Continuavo a correre, addentrandomi sempre più in quel labirinto di alberi. Ansimavo; il fiato cominciava seriamente a mancarmi, ma non potevo fermarmi, non potevo permettermi il lusso di arrestare quella mia folle corsa neanche per un momento. Ogni secondo era prezioso.
Non potevo fermarmi, o mi avrebbero raggiunto.
Non potevo fermarmi, se volevo mantenere almeno una fievole speranza di salvezza.
Dovevo correre, correre e ancora correre.
Non avevo idea di dove stessi andando; l'unica cosa che sapevo era che non potevo tornare indietro. E che loro continuavano incessantemente a seguirmi.
L'oscurità era sempre più fitta, a stento riuscivo a vedere dove mettevo i piedi. Purtroppo, però, la loro vista era assai migliore della mia: il buio non creava loro alcun problema e, mentre io incespicavo sempre più, loro guadagnavano terreno.
Li sentivo sempre più vicini: dovevo muovermi o mi avrebbero catturata.
I rami mi ferivano il volto e mi graffiavano braccia e gambe, ma non riuscivano a fermare la mia corsa disperata. Il sapore ferruginoso del sangue mi impastava la bocca, ma non avevo tempo per curarmene.
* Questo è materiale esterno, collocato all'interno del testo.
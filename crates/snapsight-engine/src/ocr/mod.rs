//! Text recognition: dictionary, OCR backend, and the threshold sweep.

pub mod dictionary;
pub mod engine;
pub mod extractor;

pub use dictionary::{DictionaryError, DictionaryLookup, WordListDictionary};
pub use engine::{find_models_dir, OcrError, OcrsRecognizer, TextRecognizer};
pub use extractor::{TextExtractor, BINARIZE_THRESHOLDS};
//! Face detection across multiple classifier models.

use image::{DynamicImage, RgbaImage};
use snapsight_types::{DetectionParams, FaceDetectionResult, FaceRegion};
use tracing::debug;

use crate::face::loader::{ClassifierError, ClassifierLoader, FaceModel};
use crate::imaging::ops;

/// Runs every loaded classifier model over an image and aggregates the
/// detected regions.
///
/// Classifiers are loaded lazily on the first detection pass, so a
/// misconfigured model file surfaces as an error from [`detect_faces`]
/// rather than from construction.
///
/// [`detect_faces`]: FaceDetector::detect_faces
pub struct FaceDetector<L> {
    loader: L,
    models: Option<Vec<Box<dyn FaceModel>>>,
}

impl<L: ClassifierLoader> FaceDetector<L> {
    /// Build a detector over the given classifier loader.
    pub fn new(loader: L) -> Self {
        Self {
            loader,
            models: None,
        }
    }

    /// Detect faces, concatenating the regions every classifier model
    /// reports.
    pub fn detect_faces(
        &mut self,
        image: &DynamicImage,
        params: DetectionParams,
    ) -> Result<FaceDetectionResult, ClassifierError> {
        if self.models.is_none() {
            let loaded = self.loader.load()?;
            debug!("loaded {} classifier model(s)", loaded.len());
            self.models = Some(loaded);
        }

        let gray = ops::grayscale(image);

        let mut regions = Vec::new();
        if let Some(models) = self.models.as_mut() {
            for model in models.iter_mut() {
                regions.extend(model.detect(&gray, &params));
            }
        }

        debug!("detected {} face region(s)", regions.len());
        Ok(FaceDetectionResult::new(regions, params))
    }

    /// Crop one image per detected region.
    pub fn face_images(&self, image: &DynamicImage, regions: &[FaceRegion]) -> Vec<DynamicImage> {
        ops::crop_regions(image, regions)
    }

    /// Return a copy of the image with the detected regions outlined.
    pub fn highlight_faces(&self, image: &DynamicImage, regions: &[FaceRegion]) -> RgbaImage {
        ops::draw_rectangles(image, regions)
    }
}

#[cfg(test)]
mod tests {
    use super::*;
    use image::{GenericImageView, GrayImage};
    use std::cell::Cell;
    use std::rc::Rc;

    /// Model double reporting a fixed region list.
    struct FixedModel {
        regions: Vec<FaceRegion>,
        calls: Rc<Cell<u32>>,
    }

    impl FaceModel for FixedModel {
        fn detect(&mut self, _gray: &GrayImage, _params: &DetectionParams) -> Vec<FaceRegion> {
            self.calls.set(self.calls.get() + 1);
            self.regions.clone()
        }
    }

    /// Loader double handing out a set of fixed models, counting loads.
    struct StubLoader {
        per_model_regions: Vec<Vec<FaceRegion>>,
        loads: Rc<Cell<u32>>,
        detect_calls: Rc<Cell<u32>>,
    }

    impl StubLoader {
        fn new(per_model_regions: Vec<Vec<FaceRegion>>) -> Self {
            Self {
                per_model_regions,
                loads: Rc::new(Cell::new(0)),
                detect_calls: Rc::new(Cell::new(0)),
            }
        }
    }

    impl ClassifierLoader for StubLoader {
        fn load(&self) -> Result<Vec<Box<dyn FaceModel>>, ClassifierError> {
            self.loads.set(self.loads.get() + 1);
            Ok(self
                .per_model_regions
                .iter()
                .cloned()
                .map(|regions| {
                    Box::new(FixedModel {
                        regions,
                        calls: Rc::clone(&self.detect_calls),
                    }) as Box<dyn FaceModel>
                })
                .collect())
        }
    }

    /// Loader double that always fails.
    struct BrokenLoader;

    impl ClassifierLoader for BrokenLoader {
        fn load(&self) -> Result<Vec<Box<dyn FaceModel>>, ClassifierError> {
            Err(ClassifierError::ModelNotFound {
                path: "missing.bin".into(),
            })
        }
    }

    fn test_image() -> DynamicImage {
        DynamicImage::new_rgb8(32, 32)
    }

    #[test]
    fn test_regions_are_concatenated_across_models() {
        let first = vec![FaceRegion::new(0, 0, 4, 4)];
        let second = vec![FaceRegion::new(8, 8, 4, 4), FaceRegion::new(16, 16, 4, 4)];
        let loader = StubLoader::new(vec![first, second]);
        let mut detector = FaceDetector::new(loader);

        let result = detector
            .detect_faces(&test_image(), DetectionParams::default())
            .unwrap();

        assert_eq!(result.len(), 3);
        assert_eq!(result.regions[0], FaceRegion::new(0, 0, 4, 4));
        assert_eq!(result.regions[2], FaceRegion::new(16, 16, 4, 4));
    }

    #[test]
    fn test_classifiers_load_once_across_passes() {
        let loader = StubLoader::new(vec![vec![FaceRegion::new(0, 0, 4, 4)]]);
        let loads = Rc::clone(&loader.loads);
        let detect_calls = Rc::clone(&loader.detect_calls);
        let mut detector = FaceDetector::new(loader);

        detector
            .detect_faces(&test_image(), DetectionParams::default())
            .unwrap();
        detector
            .detect_faces(&test_image(), DetectionParams::default())
            .unwrap();

        assert_eq!(loads.get(), 1);
        assert_eq!(detect_calls.get(), 2);
    }

    #[test]
    fn test_loader_failure_surfaces_from_detect_faces() {
        let mut detector = FaceDetector::new(BrokenLoader);

        let err = detector
            .detect_faces(&test_image(), DetectionParams::default())
            .unwrap_err();
        assert!(matches!(err, ClassifierError::ModelNotFound { .. }));
    }

    #[test]
    fn test_result_carries_the_params_used() {
        let loader = StubLoader::new(vec![vec![]]);
        let mut detector = FaceDetector::new(loader);

        let params = DetectionParams {
            min_face_size: 40,
            ..DetectionParams::default()
        };
        let result = detector.detect_faces(&test_image(), params).unwrap();

        assert!(result.is_empty());
        assert_eq!(result.params.min_face_size, 40);
    }

    #[test]
    fn test_face_images_crops_each_region() {
        let detector = FaceDetector::new(BrokenLoader);
        let regions = [FaceRegion::new(0, 0, 8, 8), FaceRegion::new(10, 10, 6, 4)];

        let crops = detector.face_images(&test_image(), &regions);

        assert_eq!(crops.len(), 2);
        assert_eq!((crops[1].width(), crops[1].height()), (6, 4));
    }
}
Dovevo solo continuare a correre, senza fermarmi né voltarmi indietro.
Ogni passo diventava però sempre più faticoso; le gambe erano sempre più pesanti, il respiro sempre più affannoso, la vista sempre più affievolita, i rami e l'oscurità sempre più fitti.
Non avevo idea di dove dovessi andare, così come neanche di dove mi trovassi e di dove terminasse quel dannato bosco. Ci ero entrata nel tentativo di far perdere loro le mie tracce, ma a quanto pareva, l'unica persona che quel labirinto buio metteva in difficoltà, ero io.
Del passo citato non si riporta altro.